When I make a big casserole I add up the calories for all the ingredients and then figure out how many servings there are, I can then figure out how many calories I'm eating. But for this, you heat the non-dairy milk, add probiotics, let it cook at a low heat for 8-10 hours, and then strain the "whey" out of it to make it thicker.

I'm basically growing bacteria (good bacteria!), but I know it changes the nutritional content of the raw ingredients. Does any one have any idea how to figure out calories for something like this??? Any help is appreciated!!

Replies

  • jcdoerr
    jcdoerr Posts: 172 Member
    In for more information if anyone out there has any answers.

    I make my own greek yogurt at home as well with fat free organic milk, so I use the informational nutrition from other non-fat plain yogurts that are commercially available (e.g. Chobani).

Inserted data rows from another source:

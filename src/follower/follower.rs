use crate::commitlog::{Index, InMemoryLogStore, Term};
use crate::connection::{Connection, ConnectionError, ConnectionExt, Listener};
use crate::follower::session::FollowerSession;
use crate::topology::ClusterTopology;
use crate::wire::ProtoHello;
use std::io;
use std::sync::atomic::{AtomicU64, AtomicUsize, Ordering};
use std::sync::{Arc, Mutex};
use tokio::sync::mpsc;
use tokio::task::JoinHandle;

#[derive(Debug, thiserror::Error)]
pub enum FollowerError {
    #[error(transparent)]
    Connection(#[from] ConnectionError),
    #[error("Log store failure: {0}")]
    Storage(#[from] io::Error),
    #[error("Protocol violation: {0}")]
    Protocol(String),
}

/// What a follower observed, in the order it observed it.
#[derive(Clone, Debug, PartialEq, Eq)]
pub enum FollowerEvent {
    Hello {
        leader_tag: String,
    },
    Negotiated {
        match_index: Index,
    },
    SnapshotInstalled {
        last_included_index: Index,
        records: u64,
    },
    AppendEntries {
        prev_log_index: Index,
        entries: usize,
        leader_commit: Index,
        force_elections: bool,
    },
}

/// The receiving end of replication: applies what a leader's ambassador sends to a local
/// `InMemoryLogStore`.
///
/// It does not vote or time out; it only follows. Good enough to run a leader against, in tests
/// and in the demo binary.
#[derive(Clone)]
pub struct FollowerNode {
    pub(super) shared: Arc<FollowerShared>,
}

pub(super) struct FollowerShared {
    pub(super) logger: slog::Logger,
    pub(super) tag: String,
    pub(super) store: Arc<InMemoryLogStore>,
    current_term: AtomicU64,
    pending_replies: AtomicUsize,
    topology: Mutex<Option<ClusterTopology>>,
    subscribers: Mutex<Vec<mpsc::UnboundedSender<FollowerEvent>>>,
}

impl FollowerNode {
    pub fn new(tag: impl Into<String>, logger: slog::Logger) -> Self {
        Self::with_store(tag, Arc::new(InMemoryLogStore::new()), logger)
    }

    pub fn with_store(tag: impl Into<String>, store: Arc<InMemoryLogStore>, logger: slog::Logger) -> Self {
        let tag = tag.into();
        FollowerNode {
            shared: Arc::new(FollowerShared {
                logger: logger.new(slog::o!("Node" => tag.clone())),
                tag,
                store,
                current_term: AtomicU64::new(0),
                pending_replies: AtomicUsize::new(0),
                topology: Mutex::new(None),
                subscribers: Mutex::new(Vec::new()),
            }),
        }
    }

    pub fn tag(&self) -> &str {
        &self.shared.tag
    }

    pub fn store(&self) -> Arc<InMemoryLogStore> {
        self.shared.store.clone()
    }

    pub fn current_term(&self) -> Term {
        Term::new(self.shared.current_term.load(Ordering::Acquire))
    }

    /// Move to a newer term, as if an election had happened without us hearing of it.
    pub fn set_term(&self, term: Term) {
        self.shared.current_term.fetch_max(term.as_u64(), Ordering::AcqRel);
    }

    /// Number of `pending` replies sent ahead of every terminal AppendEntries and
    /// InstallSnapshot reply.
    pub fn set_pending_replies(&self, count: usize) {
        self.shared.pending_replies.store(count, Ordering::Release);
    }

    /// The topology delivered with the last InstallSnapshot.
    pub fn topology(&self) -> Option<ClusterTopology> {
        self.shared
            .topology
            .lock()
            .expect("FollowerNode topology mutex guard poison")
            .clone()
    }

    pub fn subscribe(&self) -> mpsc::UnboundedReceiver<FollowerEvent> {
        let (tx, rx) = mpsc::unbounded_channel();
        self.shared
            .subscribers
            .lock()
            .expect("FollowerNode subscribers mutex guard poison")
            .push(tx);
        rx
    }

    /// Accept leader connections until the listener fails. Each connection gets its own task.
    pub fn serve<L: Listener + 'static>(&self, mut listener: L) -> JoinHandle<()> {
        let node = self.clone();
        tokio::task::spawn(async move {
            slog::info!(node.shared.logger, "Serving replication at {}", listener.url());
            loop {
                let connection = match listener.accept().await {
                    Ok(connection) => connection,
                    Err(e) => {
                        slog::info!(node.shared.logger, "Listener at {} stopped: {}", listener.url(), e);
                        return;
                    }
                };
                let session_node = node.clone();
                tokio::task::spawn(async move {
                    if let Err(e) = session_node.handle_connection(connection).await {
                        slog::warn!(session_node.shared.logger, "Replication session ended: {}", e);
                    }
                });
            }
        })
    }

    /// Run the follower side of one replication connection until the leader goes away.
    pub async fn handle_connection(&self, mut connection: Box<dyn Connection>) -> Result<(), FollowerError> {
        let hello = connection.read::<ProtoHello>().await?;
        let logger = self.shared.logger.new(slog::o!("Leader" => hello.leader_tag.clone()));
        slog::info!(
            logger,
            "Leader {} connected for topology {:?}",
            hello.leader_url,
            hello.topology_id
        );
        self.shared.emit(FollowerEvent::Hello {
            leader_tag: hello.leader_tag,
        });

        let result = FollowerSession::new(&self.shared, logger.clone(), connection.as_mut())
            .run()
            .await;
        match result {
            Err(FollowerError::Connection(ConnectionError::PeerDisconnected))
            | Err(FollowerError::Connection(ConnectionError::Closed)) => {
                slog::info!(logger, "Leader disconnected");
                Ok(())
            }
            other => other,
        }
    }
}

impl FollowerShared {
    /// Returns our term after observing `term`, and whether `term` is current.
    pub(super) fn observe_term(&self, term: u64) -> (u64, bool) {
        let previous = self.current_term.fetch_max(term, Ordering::AcqRel);
        let current = previous.max(term);
        (current, term == current)
    }

    pub(super) fn pending_replies(&self) -> usize {
        self.pending_replies.load(Ordering::Acquire)
    }

    pub(super) fn set_topology(&self, topology: ClusterTopology) {
        self.topology
            .lock()
            .expect("FollowerNode topology mutex guard poison")
            .replace(topology);
    }

    pub(super) fn emit(&self, event: FollowerEvent) {
        self.subscribers
            .lock()
            .expect("FollowerNode subscribers mutex guard poison")
            .retain(|tx| tx.send(event.clone()).is_ok());
    }
}
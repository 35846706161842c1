use crate::commitlog::Index;

/// The highest index stored on a majority of the cluster, counting the leader.
///
/// The leader's own log is always the longest, so it sits at the tail of the sorted matches and
/// only the followers need to be sorted.
pub(super) fn get_cluster_commit_index(mut followers_matched_indexes: Vec<Index>, leader_last_index: Index) -> Index {
    if followers_matched_indexes.is_empty() {
        return leader_last_index;
    }
    followers_matched_indexes.sort();

    // Cluster size is followers + 1, so a majority needs `len / 2` followers besides us, which
    // are the ones from this position onward. Read the unit tests when in doubt.
    let quorum_idx = followers_matched_indexes.len() / 2;

    followers_matched_indexes[quorum_idx].min(leader_last_index)
}

#[cfg(test)]
mod tests {
    use super::*;

    #[test]
    fn test_commit_checker_logic() {
        fn run(expected: u64, matches: Vec<u64>) {
            let matches = matches.into_iter().map(Index::new).collect();

            assert_eq!(Index::new(expected), get_cluster_commit_index(matches, Index::new(9)));
        }

        // 1-cluster
        run(9, vec![]);

        // 3-cluster
        run(0, vec![0, 0]);
        run(9, vec![0, 9]);
        run(9, vec![8, 9]);

        // 4-cluster
        run(0, vec![0, 0, 9]);
        run(8, vec![0, 8, 9]);
        run(8, vec![7, 8, 9]);

        // 5-cluster
        run(0, vec![0, 0, 0, 9]);
        run(8, vec![0, 0, 8, 9]);
        run(8, vec![6, 7, 8, 9]);

        // 6-cluster
        run(0, vec![0, 0, 0, 8, 9]);
        run(7, vec![0, 0, 7, 8, 9]);
        run(7, vec![5, 6, 7, 8, 9]);

        // Ordering doesn't matter
        run(9, vec![9, 8]);
        run(8, vec![7, 9, 8]);
        run(8, vec![6, 0, 8, 9]);
        run(7, vec![9, 8, 0, 0, 7]);
    }

    #[test]
    fn never_beyond_leader_log() {
        assert_eq!(
            Index::new(4),
            get_cluster_commit_index(vec![Index::new(6), Index::new(6)], Index::new(4))
        );
    }
}
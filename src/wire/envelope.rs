use crate::wire::messages::*;
use prost::Message;

/// Every frame on a replication connection is one envelope. The oneof field number is the
/// discriminant, and it is written ahead of the payload.
#[derive(Clone, PartialEq, ::prost::Message)]
pub struct ProtoEnvelope {
    #[prost(oneof = "RaftMessage", tags = "1, 2, 3, 4, 5, 6, 7, 8, 9, 10")]
    pub message: Option<RaftMessage>,
}

#[derive(Clone, PartialEq, ::prost::Oneof)]
pub enum RaftMessage {
    #[prost(message, tag = "1")]
    Hello(ProtoHello),
    #[prost(message, tag = "2")]
    LogLengthNegotiation(ProtoLogLengthNegotiation),
    #[prost(message, tag = "3")]
    LogLengthNegotiationResponse(ProtoLogLengthNegotiationResponse),
    #[prost(message, tag = "4")]
    AppendEntries(ProtoAppendEntries),
    #[prost(message, tag = "5")]
    AppendEntriesResponse(ProtoAppendEntriesResponse),
    #[prost(message, tag = "6")]
    InstallSnapshot(ProtoInstallSnapshot),
    #[prost(message, tag = "7")]
    InstallSnapshotResponse(ProtoInstallSnapshotResponse),
    #[prost(message, tag = "8")]
    SnapshotStructure(ProtoSnapshotStructure),
    #[prost(message, tag = "9")]
    SnapshotMapEntry(ProtoSnapshotMapEntry),
    #[prost(message, tag = "10")]
    SnapshotTableRow(ProtoSnapshotTableRow),
}

#[derive(Debug, thiserror::Error)]
pub enum DecodeError {
    #[error("Malformed frame: {0}")]
    Malformed(#[from] prost::DecodeError),
    #[error("Frame carries no message")]
    Empty,
}

impl RaftMessage {
    pub fn kind_name(&self) -> &'static str {
        match self {
            RaftMessage::Hello(_) => "Hello",
            RaftMessage::LogLengthNegotiation(_) => "LogLengthNegotiation",
            RaftMessage::LogLengthNegotiationResponse(_) => "LogLengthNegotiationResponse",
            RaftMessage::AppendEntries(_) => "AppendEntries",
            RaftMessage::AppendEntriesResponse(_) => "AppendEntriesResponse",
            RaftMessage::InstallSnapshot(_) => "InstallSnapshot",
            RaftMessage::InstallSnapshotResponse(_) => "InstallSnapshotResponse",
            RaftMessage::SnapshotStructure(_) => "SnapshotStructure",
            RaftMessage::SnapshotMapEntry(_) => "SnapshotMapEntry",
            RaftMessage::SnapshotTableRow(_) => "SnapshotTableRow",
        }
    }

    pub fn encode_frame(self) -> Vec<u8> {
        ProtoEnvelope { message: Some(self) }.encode_to_vec()
    }

    /// The single dispatch point for bytes coming off the wire.
    pub fn decode_frame(frame: &[u8]) -> Result<RaftMessage, DecodeError> {
        ProtoEnvelope::decode(frame)?.message.ok_or(DecodeError::Empty)
    }
}

/// A concrete message type that can be pulled out of a `RaftMessage`.
pub trait ExpectMessage: Sized + Send {
    const KIND: &'static str;

    /// Returns the original message back when it is of a different kind.
    fn from_message(message: RaftMessage) -> Result<Self, RaftMessage>;

    fn into_message(self) -> RaftMessage;
}

macro_rules! expect_message {
    ($variant:ident, $ty:ty) => {
        impl ExpectMessage for $ty {
            const KIND: &'static str = stringify!($variant);

            fn from_message(message: RaftMessage) -> Result<Self, RaftMessage> {
                match message {
                    RaftMessage::$variant(inner) => Ok(inner),
                    other => Err(other),
                }
            }

            fn into_message(self) -> RaftMessage {
                RaftMessage::$variant(self)
            }
        }

        impl From<$ty> for RaftMessage {
            fn from(inner: $ty) -> Self {
                RaftMessage::$variant(inner)
            }
        }
    };
}

expect_message!(Hello, ProtoHello);
expect_message!(LogLengthNegotiation, ProtoLogLengthNegotiation);
expect_message!(LogLengthNegotiationResponse, ProtoLogLengthNegotiationResponse);
expect_message!(AppendEntries, ProtoAppendEntries);
expect_message!(AppendEntriesResponse, ProtoAppendEntriesResponse);
expect_message!(InstallSnapshot, ProtoInstallSnapshot);
expect_message!(InstallSnapshotResponse, ProtoInstallSnapshotResponse);
expect_message!(SnapshotStructure, ProtoSnapshotStructure);
expect_message!(SnapshotMapEntry, ProtoSnapshotMapEntry);
expect_message!(SnapshotTableRow, ProtoSnapshotTableRow);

    Another thought would be to take the total amount of calories from the quantity of milk you're using, then divide it by how many servings of yogurt you get out of it. I use a half-gallon of fat free which totals 720 calories, and I get about 7 4-ounce servings from that, which equals about 103 calories per serving. Or 26 calories per ounce. In all actuality the calories are probably less than this, since the bacteria are consuming some of the natural sugars from the milk during the fermentation process. That's about as close as I can figure, but I'm not too worried with overestimating a little at this point. Hope that helps!
  • dopeysmelly
    dopeysmelly Posts: 1,390 Member
    In for more information if anyone out there has any answers.

    I make my own greek yogurt at home as well with fat free organic milk, so I use the informational nutrition from other non-fat plain yogurts that are commercially available (e.g. Chobani).

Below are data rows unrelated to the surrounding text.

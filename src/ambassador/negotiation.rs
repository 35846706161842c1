use crate::ambassador::error::AmbassadorError;
use crate::ambassador::session::Session;
use crate::commitlog::{Index, LogStore, ReadTransaction, Term};
use crate::connection::Connection;
use crate::wire::{ProtoLogLengthNegotiation, ProtoLogLengthNegotiationResponse, ProtoNegotiationStatus};

#[derive(Debug, PartialEq)]
pub(super) struct NegotiationOutcome {
    pub(super) match_index: Index,
    pub(super) round_trips: u32,
}

/// Find the highest index at which the leader's and the follower's logs agree.
///
/// The follower proposes a bracket and a midpoint from its own log; the leader narrows the bracket
/// by comparing the midpoint against its own log and probes the middle of what is left. Both sides
/// halve the search space every round trip.
pub(super) async fn negotiate(
    session: &Session,
    log_store: &dyn LogStore,
    connection: &mut dyn Connection,
) -> Result<NegotiationOutcome, AmbassadorError> {
    let txn = log_store.read_transaction()?;
    let last_index = txn.last_entry_index();
    let last_term = txn
        .term_at(last_index)?
        .ok_or(AmbassadorError::MissingLogEntry(last_index))?;

    let mut request = ProtoLogLengthNegotiation {
        term: session.term.as_u64(),
        prev_log_index: last_index.as_u64(),
        prev_log_term: last_term.as_u64(),
        truncated: false,
    };
    let mut previous_width = None;
    let mut round_trips = 0;

    loop {
        session.send(connection, request.clone()).await?;
        let response = session.read::<ProtoLogLengthNegotiationResponse>(connection).await?;
        round_trips += 1;
        session.check_term(response.current_term)?;

        match ProtoNegotiationStatus::from_i32(response.status) {
            Some(ProtoNegotiationStatus::Acceptable) => {
                let match_index = Index::new(response.last_log_index);
                if match_index > last_index {
                    return Err(AmbassadorError::ProtocolViolation(format!(
                        "Follower accepted index {:?} beyond our last index {:?}",
                        match_index, last_index
                    )));
                }
                slog::info!(
                    session.logger,
                    "Negotiated match index {:?} after {} round trips",
                    match_index,
                    round_trips
                );
                return Ok(NegotiationOutcome {
                    match_index,
                    round_trips,
                });
            }
            Some(ProtoNegotiationStatus::Rejected) => {
                return Err(AmbassadorError::NegotiationRejected(response.message));
            }
            Some(ProtoNegotiationStatus::Negotiate) => {
                validate_bracket(&response, last_index, previous_width)?;
                previous_width = Some(response.max_index - response.min_index);

                let agrees = txn.term_at(Index::new(response.midpoint_index))?
                    == Some(Term::new(response.midpoint_term));
                let (min_index, max_index) =
                    narrow(response.min_index, response.max_index, response.midpoint_index, agrees);
                request = probe(session.term, &*txn, min_index, max_index)?;

                slog::debug!(
                    session.logger,
                    "Negotiating: follower midpoint {} agrees={}, next probe {} (truncated={})",
                    response.midpoint_index,
                    agrees,
                    request.prev_log_index,
                    request.truncated
                );
            }
            _ => {
                return Err(AmbassadorError::ProtocolViolation(format!(
                    "Unknown negotiation status {}",
                    response.status
                )));
            }
        }
    }
}

fn validate_bracket(
    response: &ProtoLogLengthNegotiationResponse,
    last_index: Index,
    previous_width: Option<u64>,
) -> Result<(), AmbassadorError> {
    let well_formed = 1 <= response.min_index
        && response.min_index <= response.midpoint_index
        && response.midpoint_index <= response.max_index
        && response.max_index <= last_index.as_u64();
    if !well_formed {
        return Err(AmbassadorError::ProtocolViolation(format!(
            "Bad negotiation bracket [{}, {}] with midpoint {} against last index {:?}",
            response.min_index, response.max_index, response.midpoint_index, last_index
        )));
    }

    let width = response.max_index - response.min_index;
    if let Some(previous_width) = previous_width {
        if width >= previous_width {
            return Err(AmbassadorError::ProtocolViolation(format!(
                "Negotiation bracket did not narrow: width {} after {}",
                width, previous_width
            )));
        }
    }

    Ok(())
}

/// Agreement at the midpoint means everything up to it agrees as well.
fn narrow(min_index: u64, max_index: u64, midpoint_index: u64, agrees: bool) -> (u64, u64) {
    if agrees {
        (midpoint_index + 1, max_index)
    } else {
        (min_index, midpoint_index - 1)
    }
}

fn probe(
    term: Term,
    txn: &dyn ReadTransaction,
    min_index: u64,
    max_index: u64,
) -> Result<ProtoLogLengthNegotiation, AmbassadorError> {
    let prev_log_index = (min_index + max_index) / 2;
    let (prev_log_term, truncated) = match txn.term_at(Index::new(prev_log_index))? {
        Some(term) => (term.as_u64(), false),
        None => (0, Index::new(prev_log_index) < txn.first_entry_index()),
    };

    Ok(ProtoLogLengthNegotiation {
        term: term.as_u64(),
        prev_log_index,
        prev_log_term,
        truncated,
    })
}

    Another thought would be to take the total amount of calories from the quantity of milk you're using, then divide it by how many servings of yogurt you get out of it. I use a half-gallon of fat free which totals 720 calories, and I get about 7 4-ounce servings from that, which equals about 103 calories per serving. Or 26 calories per ounce. In all actuality the calories are probably less than this, since the bacteria are consuming some of the natural sugars from the milk during the fermentation process. That's about as close as I can figure, but I'm not too worried with overestimating a little at this point. Hope that helps!

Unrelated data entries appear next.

use crate::ambassador::append_entries::{self, BatchLimits, RoundHints};
use crate::ambassador::error::AmbassadorError;
use crate::ambassador::negotiation;
use crate::ambassador::progress::{AmbassadorProgress, AmbassadorStatus};
use crate::ambassador::session::Session;
use crate::ambassador::shared_option::SharedOption;
use crate::ambassador::snapshot::{SnapshotInclusion, SnapshotSender};
use crate::ambassador::stop_signal::{self, Stopper};
use crate::api::ReplicationOptionsValidated;
use crate::commitlog::{Index, LogStore, Term};
use crate::connection::{Connection, ConnectionCloser, Connector};
use crate::leader::{LeaderContext, StepDownReason};
use crate::topology::{FollowerInfo, TopologyStore};
use crate::wire::ProtoHello;
use chrono::{DateTime, Utc};
use std::sync::{Arc, Mutex};
use tokio::sync::Notify;
use tokio::task::JoinHandle;
use tokio::time::Duration;

pub struct AmbassadorConfig {
    pub logger: slog::Logger,
    pub follower: FollowerInfo,
    pub options: ReplicationOptionsValidated,
    pub snapshot_inclusion: SnapshotInclusion,
}

/// Replicates the leader's log to a single follower for one leadership term.
///
/// All protocol work happens on a dedicated task started by `start()`. The handle only publishes
/// what that task learns (see `AmbassadorProgress`) and knows how to stop it.
pub struct FollowerAmbassador {
    logger: slog::Logger,
    follower: FollowerInfo,
    term: Term,
    progress: Arc<AmbassadorProgress>,
    stopper: Stopper,
    wake: Arc<Notify>,
    connection_closer: SharedOption<ConnectionCloser>,
    dispose_retry_interval: Duration,
    pending_task: Mutex<Option<AmbassadorTask>>,
    join_handle: Mutex<Option<JoinHandle<()>>>,
}

impl FollowerAmbassador {
    pub fn new(
        config: AmbassadorConfig,
        leader: Arc<dyn LeaderContext>,
        log_store: Arc<dyn LogStore>,
        topology_store: Arc<dyn TopologyStore>,
        connector: Arc<dyn Connector>,
    ) -> Self {
        let logger = config.logger.new(slog::o!("Follower" => config.follower.tag.clone()));
        let term = leader.term();
        let progress = Arc::new(AmbassadorProgress::default());
        let (stopper, stop_check) = stop_signal::new(&leader.shutdown_signal());
        let wake = Arc::new(Notify::new());
        let connection_closer = SharedOption::new();

        let task = AmbassadorTask {
            session: Session {
                logger: logger.clone(),
                term,
                progress: progress.clone(),
                stop_check,
            },
            follower: config.follower.clone(),
            options: config.options.clone(),
            snapshot_inclusion: config.snapshot_inclusion,
            leader,
            log_store,
            topology_store,
            connector,
            connection_closer: connection_closer.clone(),
            wake: wake.clone(),
        };

        FollowerAmbassador {
            logger,
            follower: config.follower,
            term,
            progress,
            stopper,
            wake,
            connection_closer,
            dispose_retry_interval: config.options.dispose_retry_interval(),
            pending_task: Mutex::new(Some(task)),
            join_handle: Mutex::new(None),
        }
    }

    /// Spawn the replication task. Only the first call does anything.
    pub fn start(&self) -> Result<(), AmbassadorError> {
        let task = self
            .pending_task
            .lock()
            .expect("FollowerAmbassador pending task mutex guard poison")
            .take()
            .ok_or(AmbassadorError::AlreadyStarted)?;

        self.progress.set_status(AmbassadorStatus::Started, "Started");
        let handle = tokio::task::spawn(task.run());
        self.join_handle
            .lock()
            .expect("FollowerAmbassador join handle mutex guard poison")
            .replace(handle);

        Ok(())
    }

    /// Stop replicating and wait for the task to exit.
    ///
    /// Closing the connection is what unblocks a task stuck reading from a silent follower. The
    /// task may have opened a new connection in the meantime, so the close is repeated every
    /// time the wait runs out.
    pub async fn dispose(&self) {
        self.stopper.stop();
        self.close_connection();

        let handle = self
            .join_handle
            .lock()
            .expect("FollowerAmbassador join handle mutex guard poison")
            .take();
        if let Some(mut handle) = handle {
            loop {
                match tokio::time::timeout(self.dispose_retry_interval, &mut handle).await {
                    Ok(Ok(())) => break,
                    Ok(Err(e)) => {
                        slog::error!(self.logger, "Ambassador task failed: {:?}", e);
                        break;
                    }
                    Err(_) => {
                        slog::warn!(
                            self.logger,
                            "Ambassador task did not exit within {:?}, closing its connection again",
                            self.dispose_retry_interval
                        );
                        self.close_connection();
                    }
                }
            }
        }
        // Never started.
        self.pending_task
            .lock()
            .expect("FollowerAmbassador pending task mutex guard poison")
            .take();

        self.progress.set_status(AmbassadorStatus::Closed, "Disposed");
        slog::info!(self.logger, "Ambassador disposed");
    }

    /// Ask the follower to start an election as soon as possible. Sent with the next
    /// AppendEntries.
    pub fn force_elections(&self) {
        self.progress.request_force_elections();
        self.wake.notify_one();
    }

    fn close_connection(&self) {
        if let Some(closer) = self.connection_closer.get() {
            closer.close();
        }
    }

    pub fn tag(&self) -> &str {
        &self.follower.tag
    }

    pub fn url(&self) -> &str {
        &self.follower.url
    }

    pub fn term(&self) -> Term {
        self.term
    }

    pub fn match_index(&self) -> Index {
        self.progress.match_index()
    }

    pub fn status(&self) -> AmbassadorStatus {
        self.progress.status()
    }

    pub fn status_message(&self) -> String {
        self.progress.status_message()
    }

    pub fn last_send(&self) -> Option<DateTime<Utc>> {
        self.progress.last_send()
    }

    pub fn last_contact(&self) -> Option<DateTime<Utc>> {
        self.progress.last_contact()
    }

    pub(crate) fn progress(&self) -> &Arc<AmbassadorProgress> {
        &self.progress
    }
}

struct AmbassadorTask {
    session: Session,
    follower: FollowerInfo,
    options: ReplicationOptionsValidated,
    snapshot_inclusion: SnapshotInclusion,
    leader: Arc<dyn LeaderContext>,
    log_store: Arc<dyn LogStore>,
    topology_store: Arc<dyn TopologyStore>,
    connector: Arc<dyn Connector>,
    connection_closer: SharedOption<ConnectionCloser>,
    wake: Arc<Notify>,
}

impl AmbassadorTask {
    async fn run(self) {
        let logger = self.session.logger.clone();
        slog::info!(logger, "Replicating to {} in term {:?}", self.follower.url, self.session.term);

        loop {
            if self.session.should_stop() || !self.leader.is_running() {
                break;
            }

            let mut connected = false;
            let result = self.replicate_over_new_connection(&mut connected).await;
            self.close_current_connection();

            match result {
                Ok(()) => break,
                Err(e) if e.is_cancellation() || self.session.should_stop() => break,
                Err(AmbassadorError::TermChanged { ours, theirs }) => {
                    slog::warn!(
                        logger,
                        "Follower reported term {:?} while we lead in {:?}, stepping down",
                        theirs,
                        ours
                    );
                    self.session.progress.set_status(
                        AmbassadorStatus::Closed,
                        format!("Term superseded: follower is at term {:?}, we are at {:?}", theirs, ours),
                    );
                    self.leader.step_down(StepDownReason::TermSuperseded {
                        follower_tag: self.follower.tag.clone(),
                        our_term: ours,
                        their_term: theirs,
                    });
                    return;
                }
                Err(e) => {
                    self.report_failure(&e, connected);
                    if !self.backoff().await {
                        break;
                    }
                }
            }
        }

        self.session.progress.set_status(AmbassadorStatus::Closed, "Closed");
        slog::info!(logger, "Ambassador stopped");
    }

    fn report_failure(&self, error: &AmbassadorError, connected: bool) {
        let logger = &self.session.logger;
        if error.is_protocol_violation() {
            slog::error!(logger, "Replication failed: {}", error);
        } else {
            slog::warn!(logger, "Replication failed: {}", error);
        }

        let (status, message) = if connected {
            (AmbassadorStatus::Disconnected, format!("Disconnected due to: {}", error))
        } else {
            (
                AmbassadorStatus::FailedToConnect,
                format!("Failed to connect to {}: {}", self.follower.url, error),
            )
        };
        self.session.progress.set_status(status, message);
        self.leader.notify_exception(&self.follower.tag, error);
    }

    /// Returns false if we were asked to stop while waiting.
    async fn backoff(&self) -> bool {
        tokio::select! {
            biased;
            _ = self.session.stop_check.stopped() => false,
            _ = tokio::time::sleep(self.options.reconnect_backoff()) => true,
        }
    }

    fn close_current_connection(&self) {
        if let Some(closer) = self.connection_closer.take() {
            closer.close();
        }
    }

    async fn replicate_over_new_connection(&self, connected: &mut bool) -> Result<(), AmbassadorError> {
        let session = &self.session;
        let mut connection = session
            .guarded(async {
                Ok(self
                    .connector
                    .connect(&self.follower.url, self.follower.certificate.as_ref())
                    .await?)
            })
            .await?;

        // dispose() may have run between the connect and the registration; it would have
        // missed this connection.
        self.connection_closer.replace(connection.closer());
        if session.should_stop() {
            return Err(AmbassadorError::Cancelled);
        }

        let hello = ProtoHello {
            topology_id: self.topology_store.current_topology().topology_id,
            leader_tag: self.leader.leader_tag(),
            follower_tag: self.follower.tag.clone(),
            election_timeout_ms: self.options.election_timeout.as_millis() as u64,
            leader_url: self.leader.leader_url(),
            follower_url: self.follower.url.clone(),
        };
        session.send(connection.as_mut(), hello).await?;
        *connected = true;
        session
            .progress
            .set_status(AmbassadorStatus::Connected, format!("Connected to {}", self.follower.url));
        slog::info!(session.logger, "Connected to {}", self.follower.url);

        let negotiated = negotiation::negotiate(session, &*self.log_store, connection.as_mut()).await?;
        let mut match_index = self.advance_match_index(Index::zero(), negotiated.match_index);

        let snapshot = SnapshotSender {
            session,
            inclusion: &self.snapshot_inclusion,
            liveness_check_every_records: self.options.snapshot_liveness_check_every_records,
            liveness_interval: self.options.snapshot_liveness_interval(),
        }
        .send(
            connection.as_mut(),
            &*self.log_store,
            &*self.topology_store,
            match_index,
        )
        .await?;
        match_index = self.advance_match_index(match_index, snapshot.last_log_index);

        self.replicate_entries(connection.as_mut(), match_index).await
    }

    async fn replicate_entries(
        &self,
        connection: &mut dyn Connection,
        mut match_index: Index,
    ) -> Result<(), AmbassadorError> {
        let session = &self.session;
        let limits = BatchLimits {
            max_bytes: self.options.max_append_entries_batch_bytes,
            time_box: self.options.append_entries_round_time_box,
        };

        loop {
            if session.should_stop() || !self.leader.is_running() {
                return Ok(());
            }

            let force_elections = session.progress.force_elections_requested();
            let hints = RoundHints {
                truncate_log_before: self.leader.lowest_index_required_cluster_wide(),
                force_elections,
                time_as_leader: self.leader.time_as_leader(),
            };
            let request = {
                let txn = self.log_store.read_transaction()?;
                append_entries::build_batch(&*txn, match_index, session.term, limits, hints)?
            };
            let sent = request.entries.len();

            let follower_last = append_entries::replicate_round(session, connection, request).await?;
            slog::debug!(
                session.logger,
                "Follower acknowledged {} entries after {:?}, now at {:?}",
                sent,
                match_index,
                follower_last
            );
            match_index = self.advance_match_index(match_index, follower_last);
            if force_elections {
                session.progress.clear_force_elections();
            }
            self.leader.notify_progress(&self.follower.tag);

            let leader_last = self.log_store.read_transaction()?.last_entry_index();
            if match_index >= leader_last {
                tokio::select! {
                    biased;
                    _ = session.stop_check.stopped() => return Err(AmbassadorError::Cancelled),
                    _ = self.wake.notified() => {}
                    _ = self
                        .leader
                        .wait_for_new_entries(match_index, self.options.heartbeat_interval()) => {}
                }
            }
        }
    }

    fn advance_match_index(&self, current: Index, reported: Index) -> Index {
        if reported < current {
            slog::warn!(
                self.session.logger,
                "Follower went back from {:?} to {:?}",
                current,
                reported
            );
        }
        self.session.progress.publish_match_index(reported);
        reported
    }
}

    I do the same. The differences are probably so tiny that I'm not worried.
  • WalkingAlong
    WalkingAlong Posts: 4,926 Member
    If you want to get OCD with it, you could take the milk (and starter) calories and subtract out the calories for the amount of whey you drain off. I read somewhere it's like 60 calories a cup. Then divide by servings.
  • If you want to get OCD with it, you could take the milk (and starter) calories and subtract out the calories for the amount of whey you drain off. I read somewhere it's like 60 calories a cup. Then divide by servings.

    I wonder if it would be same calorie estimate for non-dairy "whey"?